I highly recommend doing homework on who’s going to be there and who you should talk to, so you can actually network once you’re there. There are usually events after the main conference, too — receptions and the like — and I recommend participating in those. The conversations that happen in those rooms are invaluable; you don’t find them online.

Content matters too. Inman is strong on that front, and this is a special time in the industry, so it’s worth staying tuned in. Get the agenda ahead of time, find out who’s speaking and on which topics, and bookmark sessions in the app, or add them to your calendar so you don’t miss anything.

Pre-booking meetings is also a great idea, since people get so busy. If you’ve pre-booked and put it on your calendar, that’s a win.

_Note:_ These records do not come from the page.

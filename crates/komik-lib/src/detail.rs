//! State machine behind the manga detail page.
//!
//! A [`DetailView`] owns exactly one [`ViewState`] and moves it through
//! `Loading` to `Loaded` or `Error` as detail requests resolve. Every load takes
//! a new generation number and only the newest generation may write its result,
//! so a slow response from a superseded request never overwrites newer state.

use std::{
    cell::{Cell, RefCell},
    future::Future,
    rc::Rc,
};

use futures_signals::signal::{Mutable, Signal};

use crate::{
    HOME_PATH,
    models::MangaDetail,
    payload::decode_detail,
    traits::{DetailSource, Navigator},
};

/// Headline of the error and empty displays
pub static HEADLINE: &str = "Failed to load manga details";
/// The only failure message users get to see
pub static FAILED_TO_LOAD: &str = "Failed to load manga details. Please try again later.";

#[derive(Debug, Clone, Copy, PartialEq, Eq)]
pub enum Action {
    GoHome,
    Retry,
}

#[derive(Debug, Clone, PartialEq)]
pub enum ViewState {
    Loading,
    Error(String),
    /// Nothing to show, e.g. the route carried no slug
    Empty,
    Loaded(Rc<MangaDetail>),
}

impl ViewState {
    /// User actions offered while this state is displayed
    pub fn actions(&self) -> &'static [Action] {
        match self {
            ViewState::Loading => &[],
            ViewState::Error(_) => &[Action::GoHome, Action::Retry],
            ViewState::Empty | ViewState::Loaded(_) => &[Action::GoHome],
        }
    }

    pub fn manga(&self) -> Option<&Rc<MangaDetail>> {
        match self {
            ViewState::Loaded(manga) => Some(manga),
            _ => None,
        }
    }

    pub fn is_loading(&self) -> bool {
        matches!(self, ViewState::Loading)
    }
}

pub struct DetailView<S, N> {
    source: S,
    navigator: N,
    slug: RefCell<Option<String>>,
    generation: Cell<u64>,
    state: Mutable<ViewState>,
}

impl<S, N> DetailView<S, N>
where
    S: DetailSource,
    N: Navigator,
{
    /// A view for `slug`. Without a slug there is nothing to load and the view
    /// starts out `Empty`.
    pub fn new(slug: Option<String>, source: S, navigator: N) -> Self {
        let slug = slug.filter(|slug| !slug.trim().is_empty());
        let state = if slug.is_some() {
            ViewState::Loading
        } else {
            ViewState::Empty
        };

        Self {
            source,
            navigator,
            slug: RefCell::new(slug),
            generation: Cell::new(0),
            state: Mutable::new(state),
        }
    }

    pub fn slug(&self) -> Option<String> {
        self.slug.borrow().clone()
    }

    pub fn state(&self) -> ViewState {
        self.state.get_cloned()
    }

    pub fn signal(&self) -> impl Signal<Item = ViewState> + use<S, N> {
        self.state.signal_cloned()
    }

    /// Starts loading `slug`. The request is issued and the view switches to
    /// `Loading` right away; the returned future applies the outcome.
    pub fn load_detail<'a>(&'a self, slug: &str) -> impl Future<Output = ()> + use<'a, S, N> {
        *self.slug.borrow_mut() = Some(slug.to_string());

        let generation = self.generation.get() + 1;
        self.generation.set(generation);
        self.state.set(ViewState::Loading);

        info!("fetching manga detail for slug: {}", slug);
        let request = self.source.fetch_detail(slug.to_string());

        async move {
            let result = request.await.and_then(|body| {
                debug!("detail response: {}", body);
                decode_detail(&body)
            });

            if self.generation.get() != generation {
                debug!("discarding stale detail response #{}", generation);
                return;
            }

            match result {
                Ok(manga) => self.state.set(ViewState::Loaded(Rc::new(manga))),
                Err(e) => {
                    error!("error fetching manga detail: {}", e);
                    self.state.set(ViewState::Error(FAILED_TO_LOAD.to_string()));
                }
            }
        }
    }

    /// Loads the most recent slug again, replacing whatever is shown
    pub async fn retry(&self) {
        let slug = self.slug();
        match slug {
            Some(slug) => self.load_detail(&slug).await,
            None => warn!("nothing to retry, no manga slug"),
        }
    }

    pub fn navigate_home(&self) {
        self.navigator.go_to(HOME_PATH);
    }
}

You recently joined the Inman Advisory Council, whose goal is to get expert opinions like yours on how to remake Inman into a dynamic media, membership and community platform. What do you think the real estate industry needs most from trade media sources right now?

I touched on it a bit earlier. I think the industry doesn’t need more headlines; it needs a map. My hope is that Inman becomes the place that helps agents and brokers navigate the shift underway, whether it’s AI or industry consolidation. Not just reporting on it and adding to the noise, but providing clarity on what to actually do about it.

I think in a moment of this much change, the storyteller matters as much as the story. That’s why I joined this advisory group, and that’s what I’m hoping to contribute.

The timing wasn’t an accident. The next three years will decide who thrives in this industry for the next 30. And the conversation needs voices from people actually building the technology, not just commenting on it.

I think it’s great that [Inman CEO] Tom [Bohn] is coming into his new role with a fresh perspective on how media can serve our industry. The timing couldn’t be better. This is the biggest transition since the internet. Maybe bigger.